Crimen de paraguayos: juez de paz aceptó el caso

Quedó a cargo del juez Benjamín Raimondo
Luego de que los seis jueces letrados de Ciudad de la Costa se inhibieran de intervenir, el caso del homicidio del matrimonio paraguayo, cuando el pasado 6 de febrero en Solymar también falleció atropellada una adolescente de 16 años, finalmente quedó a cargo del juez de paz de esa zona del departamento de Canelones, Benjamín Raimondo.

Los seis jueces letrados de Ciudad de la Costa se excusaron de intervenir porque Marcela Artagaveytia, la joven que murió atropellada por la camioneta donde viajaba la pareja extranjera, era hija de una de las actuarias de los juzgados penales de esa zona.

Para evitar llevar a cabo la instrucción en el juzgado donde trabaja la madre de la joven fallecida, la Suprema Corte de Justicia autorizó al juez Raimondo, a que cuando tenga que realizar audiencias en el marco de ese expediente, las realice en el juzgado penal de Atlántida. Eso es porque el juzgado de paz donde se encuentra su despacho no tiene las condiciones necesarias para tramitar una indagatoria penal, como, por ejemplo, un carcelaje para detenidos.

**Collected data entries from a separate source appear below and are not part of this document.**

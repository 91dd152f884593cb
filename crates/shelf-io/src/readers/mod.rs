//! Dataset readers.
//!
//! The catalog is small and static; readers load it whole in one call.

pub mod json;
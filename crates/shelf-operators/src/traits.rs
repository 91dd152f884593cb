//! Stage trait shared by the filter and sort steps of the pipeline.

use shelf_core::model::EnrichedProduct;

/// One step of `prepare_products`.
///
/// Invariants:
/// - `eval` is total and deterministic given the same rows.
/// - Filter stages return a subsequence of their input; sort stages a
///   permutation of it.
pub trait Stage {
    /// Human-readable stage name (stable).
    fn name(&self) -> &'static str;

    /// One-line description used by `shelf explain`.
    fn describe(&self) -> String;

    fn eval(&self, rows: Vec<EnrichedProduct>) -> Vec<EnrichedProduct>;
}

En la noche del 6 de febrero el matrimonio paraguayo compuesto por Ramón Quevedo Arce y Claudia Guerrero viajaba en una camioneta junto a su hijo de 7 años por avenida Giannattasio en dirección al este, rumbo a Parque del Plata, donde se estaban alojando en una cabaña que habían alquilado. Los investigadores, si bien no han obtenido resultados concretos, vinculan el episodio con un ajuste de cuentas derivado del narcotráfico, ya que Quevedo Arce estaba vinculado a esa actividad. Mientras circulaban, Quevedo Arce y Guerrero fueron acribillados a balazos desde otro vehículo. El niño resultó ileso.

La camioneta se desvió y atropelló a Artagaveytia, que junto a un grupo de amigos caminaba hacia un baile. Por la similitud de las balas usadas, se indaga si los asesinos fueron los mismos que mataron a un hombre y un bebé en el barrio Casabó a fines de enero.